Max is clearly a musician used to doing a lot of the heavy lifting himself, artwork, recording, he has always had an element of control over the work he puts out, and a perfectionist streak seems to run through much of the topics we discuss. “I’d like to say I’m one of these people who’s really prolific and has a song come to you from the ether and it’s all complete. That happens occasionally, normally though it’s a lot of work and it takes a long time for me. I kind of like to endlessly revise things…maybe a little too much”. We question how that works in a studio, with its mixture of time pressures and other people’s opinions, “by the time I got into the studio the songs had been done for a while and they existed as demos, so it was just a matter of redoing the performances, I wasn’t really writing much in the studio”. Interestingly though, for someone used to doing everything themselves, Max admits the ideal is something altogether more collaborative, “the dream is always to have a band that can play all the parts the way you want them and then just do it all live and press record. Nowadays, that doesn’t happen very often, mainly because record labels don’t pay for three months of studio time. You can’t just go hang out and write and rehearse in a studio, you have to have it all planned out before hand and then go in there for 12 hours straight and bang it out as fast as you can. Part by part, at least that’s what I’ve had to do”.

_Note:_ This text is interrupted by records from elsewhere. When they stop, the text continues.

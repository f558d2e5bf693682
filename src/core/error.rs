use std::sync::OnceLock;

use axum::{
    http::StatusCode,
    response::{IntoResponse, Response},
    Json,
};
use thiserror::Error;

use crate::shared::types::SubmissionResponse;

/// Whether internal error detail may be returned to clients (development only)
static EXPOSE_ERROR_DETAILS: OnceLock<bool> = OnceLock::new();

/// Enable or disable diagnostic detail in error responses.
///
/// Only the first call takes effect; later calls are ignored.
pub fn init_error_details(expose: bool) {
    let _ = EXPOSE_ERROR_DETAILS.set(expose);
}

fn expose_details() -> bool {
    EXPOSE_ERROR_DETAILS.get().copied().unwrap_or(false)
}

#[derive(Debug, Error)]
pub enum AppError {
    #[error("Database error: {0}")]
    Database(#[from] sqlx::Error),

    #[error("Validation error: {0}")]
    Validation(String),

    #[error("Bad request: {0}")]
    BadRequest(String),

    #[error("Payload too large: {0}")]
    PayloadTooLarge(String),

    /// Unknown organisation or site. `detail` is only shown in development.
    #[error("Not found: {message}")]
    NotFound {
        message: String,
        detail: Option<String>,
    },

    /// A write step of a submission failed after rollback; `message` is user-facing
    #[error("Persistence error: {0}")]
    Persistence(String),

    #[error("Storage error: {0}")]
    Storage(String),

    #[error("External service error: {0}")]
    ExternalService(String),

    #[error("Internal server error: {0}")]
    Internal(String),
}

impl AppError {
    /// Not-found error whose `detail` only reaches clients in development
    pub fn not_found(message: impl Into<String>, detail: impl Into<String>) -> Self {
        AppError::NotFound {
            message: message.into(),
            detail: Some(detail.into()),
        }
    }

    pub fn status_code(&self) -> StatusCode {
        match self {
            AppError::Validation(_) | AppError::BadRequest(_) => StatusCode::BAD_REQUEST,
            AppError::NotFound { .. } => StatusCode::NOT_FOUND,
            AppError::PayloadTooLarge(_) => StatusCode::PAYLOAD_TOO_LARGE,
            AppError::ExternalService(_) => StatusCode::BAD_GATEWAY,
            AppError::Database(_)
            | AppError::Persistence(_)
            | AppError::Storage(_)
            | AppError::Internal(_) => StatusCode::INTERNAL_SERVER_ERROR,
        }
    }

    /// Message rendered into the response body
    fn public_message(&self) -> String {
        let generic = |detail: String| {
            if expose_details() {
                format!("Internal server error: {}", detail)
            } else {
                "Internal server error".to_string()
            }
        };

        match self {
            AppError::Validation(msg)
            | AppError::BadRequest(msg)
            | AppError::PayloadTooLarge(msg)
            | AppError::Persistence(msg) => msg.clone(),
            AppError::NotFound { message, detail } => match detail {
                Some(detail) if expose_details() => format!("{}: {}", message, detail),
                _ => message.clone(),
            },
            AppError::ExternalService(msg) => msg.clone(),
            AppError::Database(e) => generic(e.to_string()),
            AppError::Storage(msg) | AppError::Internal(msg) => generic(msg.clone()),
        }
    }
}

impl IntoResponse for AppError {
    fn into_response(self) -> Response {
        match &self {
            AppError::Database(e) => tracing::error!("Database error: {:?}", e),
            AppError::Storage(msg) => tracing::error!("Storage error: {}", msg),
            AppError::Internal(msg) => tracing::error!("Internal error: {}", msg),
            AppError::ExternalService(msg) => tracing::error!("External service error: {}", msg),
            _ => {}
        }

        let status = self.status_code();
        let body = Json(SubmissionResponse::failure(self.public_message()));

        (status, body).into_response()
    }
}

pub type Result<T> = std::result::Result<T, AppError>;
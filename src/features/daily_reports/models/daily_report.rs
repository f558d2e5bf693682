use chrono::{DateTime, Utc};
use sqlx::FromRow;
use uuid::Uuid;

/// Database model for a daily report
#[derive(Debug, Clone, FromRow)]
#[allow(dead_code)]
pub struct DailyReport {
    pub id: Uuid,
    pub organisation_id: Uuid,
    pub site_id: Option<Uuid>,
    pub site_identifier: String,
    pub crew_name: String,
    pub summary: String,
    pub finished_plan: bool,
    pub not_finished_why: Option<String>,
    pub catchup_plan: Option<String>,
    pub site_left_clean: Option<bool>,
    pub site_left_clean_notes: String,
    pub created_at: DateTime<Utc>,
}

/// Data for creating a new daily report
#[derive(Debug, Clone, PartialEq, Eq)]
pub struct CreateDailyReport {
    pub organisation_id: Uuid,
    pub site_id: Option<Uuid>,
    pub site_identifier: String,
    pub crew_name: String,
    pub summary: String,
    pub finished_plan: bool,
    /// Always `None` when `finished_plan` is true
    pub not_finished_why: Option<String>,
    /// Always `None` when `finished_plan` is true
    pub catchup_plan: Option<String>,
    pub site_left_clean: Option<bool>,
    pub site_left_clean_notes: String,
}
use lazy_static::lazy_static;
use regex::Regex;

use crate::shared::constants::FALLBACK_PHOTO_EXTENSION;

lazy_static! {
    /// Regex for accepted photo file extensions (after lower-casing)
    /// - Valid: "jpg", "heic", "webp", "jp2"
    /// - Invalid: "", "tar.gz", "j pg", "../x", anything longer than 10 characters
    pub static ref EXTENSION_REGEX: Regex = Regex::new(r"^[a-z0-9]{1,10}$").unwrap();
}

/// Extension for a stored photo, taken from the uploaded file name.
///
/// Falls back to [`FALLBACK_PHOTO_EXTENSION`] when the name has no usable suffix.
pub fn photo_extension(file_name: Option<&str>) -> String {
    file_name
        .and_then(|name| name.rsplit_once('.'))
        .map(|(_, ext)| ext.to_lowercase())
        .filter(|ext| EXTENSION_REGEX.is_match(ext))
        .unwrap_or_else(|| FALLBACK_PHOTO_EXTENSION.to_string())
}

Cutoworms - Jagjaguwar-42-DP4
All photos by Joyce Lee – https://www.joyce-lee.com

Although the album is still a month away from release, Max’s plans for Cut Worms are already taking on something of a long-term strategy, “I’ve been writing new stuff for the past year. Constantly just thinking about, the second record, I feel like that is always the hardest one. You put out your first record and best case scenario, people really like it, then you’re faced with having to top it in a fraction of the amount of time it took to make the first one”. Wherever that next record takes him, you can’t help but feel this is a songwriter in it for the long-term, the ambition, drive, determination to succeed, it all seems present and correct, the future for Cut Worms seems to hold no limitations beyond Max’s own wildest dreams.